What you should do: Tally the lines below that contain the word "entrants". Only the total should be given.
▬▬▬
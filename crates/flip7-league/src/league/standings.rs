use flip7_bot::StrategyConfig;
use flip7_core::game::GameResult;
use flip7_core::model::hand::HandStatus;
use serde::Serialize;
use statrs::distribution::{ContinuousCDF, Normal};

/// Two-sided confidence level for win-rate intervals.
const CONFIDENCE: f64 = 0.95;

/// Accumulates per-entrant results as games finish.
pub struct StandingsCollector {
    stats: Vec<PlayerStats>,
}

struct PlayerStats {
    name: String,
    strategy: String,
    class: &'static str,
    wins: u32,
    games: u32,
    total_points: u64,
    total_rounds: u32,
    busts: u32,
    stays: u32,
    flip_sevens: u32,
    frozen: u32,
}

impl StandingsCollector {
    pub fn new(entrants: &[(String, StrategyConfig)]) -> Self {
        let stats = entrants
            .iter()
            .map(|(name, config)| PlayerStats {
                name: name.clone(),
                strategy: config.label(),
                class: class_of(config),
                wins: 0,
                games: 0,
                total_points: 0,
                total_rounds: 0,
                busts: 0,
                stays: 0,
                flip_sevens: 0,
                frozen: 0,
            })
            .collect();
        Self { stats }
    }

    /// Folds one finished game in. `group[seat]` maps roster seats back
    /// to entrant indices.
    pub fn record_game(&mut self, group: &[usize], result: &GameResult) {
        for (seat, &entrant) in group.iter().enumerate() {
            let stats = &mut self.stats[entrant];
            stats.games += 1;
            stats.total_rounds += result.rounds_played;
            stats.total_points += u64::from(result.final_scores[seat].total);
            if result.winner.index() == seat {
                stats.wins += 1;
            }

            for round in &result.rounds {
                let player = &round.per_player[seat];
                match player.status {
                    HandStatus::Busted => stats.busts += 1,
                    HandStatus::Frozen => stats.frozen += 1,
                    HandStatus::Stayed if player.flip_seven => stats.flip_sevens += 1,
                    HandStatus::Stayed => stats.stays += 1,
                    HandStatus::Active => {}
                }
            }
        }
    }

    /// Rankings sorted by wins, then average score; stable on full ties.
    pub fn finalize(self) -> LeagueStandings {
        let z = normal_quantile();
        let mut rankings: Vec<LeaderboardEntry> = self
            .stats
            .iter()
            .map(|stats| {
                let average_score = if stats.games == 0 {
                    0.0
                } else {
                    stats.total_points as f64 / f64::from(stats.games)
                };
                let (win_rate_low, win_rate_high) =
                    win_rate_interval(stats.wins, stats.games, z);
                LeaderboardEntry {
                    rank: 0,
                    name: stats.name.clone(),
                    strategy: stats.strategy.clone(),
                    class: stats.class,
                    wins: stats.wins,
                    games: stats.games,
                    win_rate: win_rate(stats.wins, stats.games),
                    win_rate_low,
                    win_rate_high,
                    average_score,
                    total_rounds: stats.total_rounds,
                    busts: stats.busts,
                    stays: stats.stays,
                    flip_sevens: stats.flip_sevens,
                    frozen: stats.frozen,
                }
            })
            .collect();

        rankings.sort_by(|a, b| {
            b.wins
                .cmp(&a.wins)
                .then_with(|| b.average_score.total_cmp(&a.average_score))
        });
        for (index, entry) in rankings.iter_mut().enumerate() {
            entry.rank = index + 1;
        }

        let classes = class_summaries(&rankings);
        LeagueStandings { rankings, classes }
    }
}

#[derive(Debug, Clone, Serialize)]
pub struct LeaderboardEntry {
    pub rank: usize,
    pub name: String,
    pub strategy: String,
    pub class: &'static str,
    pub wins: u32,
    pub games: u32,
    pub win_rate: f64,
    pub win_rate_low: f64,
    pub win_rate_high: f64,
    pub average_score: f64,
    pub total_rounds: u32,
    pub busts: u32,
    pub stays: u32,
    pub flip_sevens: u32,
    pub frozen: u32,
}

/// Aggregate over every entrant sharing a condition class.
#[derive(Debug, Clone, Serialize)]
pub struct ClassSummary {
    pub class: &'static str,
    pub entrants: usize,
    pub wins: u32,
    pub games: u32,
    pub win_rate: f64,
}

#[derive(Debug, Clone, Serialize)]
pub struct LeagueStandings {
    pub rankings: Vec<LeaderboardEntry>,
    pub classes: Vec<ClassSummary>,
}

fn class_summaries(rankings: &[LeaderboardEntry]) -> Vec<ClassSummary> {
    const CLASSES: [&str; 7] = [
        "score",
        "hand",
        "high",
        "score+hand",
        "score+high",
        "hand+high",
        "score+hand+high",
    ];

    let mut summaries: Vec<ClassSummary> = CLASSES
        .iter()
        .filter_map(|&class| {
            let members: Vec<_> = rankings.iter().filter(|e| e.class == class).collect();
            if members.is_empty() {
                return None;
            }
            let wins = members.iter().map(|e| e.wins).sum();
            let games = members.iter().map(|e| e.games).sum();
            Some(ClassSummary {
                class,
                entrants: members.len(),
                wins,
                games,
                win_rate: win_rate(wins, games),
            })
        })
        .collect();
    summaries.sort_by(|a, b| b.win_rate.total_cmp(&a.win_rate));
    summaries
}

fn class_of(config: &StrategyConfig) -> &'static str {
    match (
        config.score_threshold.is_some(),
        config.hand_size_limit.is_some(),
        config.high_value_threshold.is_some(),
    ) {
        (true, false, false) => "score",
        (false, true, false) => "hand",
        (false, false, true) => "high",
        (true, true, false) => "score+hand",
        (true, false, true) => "score+high",
        (false, true, true) => "hand+high",
        (true, true, true) => "score+hand+high",
        (false, false, false) => "none",
    }
}

fn win_rate(wins: u32, games: u32) -> f64 {
    if games == 0 {
        0.0
    } else {
        f64::from(wins) / f64::from(games) * 100.0
    }
}

fn normal_quantile() -> f64 {
    let normal = Normal::new(0.0, 1.0).expect("unit normal is well-formed");
    normal.inverse_cdf(0.5 + CONFIDENCE / 2.0)
}

/// Normal-approximation interval on the win rate, clamped to [0, 100],
/// reported in percent like `win_rate`.
fn win_rate_interval(wins: u32, games: u32, z: f64) -> (f64, f64) {
    if games == 0 {
        return (0.0, 0.0);
    }
    let n = f64::from(games);
    let p = f64::from(wins) / n;
    let spread = z * (p * (1.0 - p) / n).sqrt();
    (
        ((p - spread).max(0.0)) * 100.0,
        ((p + spread).min(1.0)) * 100.0,
    )
}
▬▬▬
Solution to this exercise: 4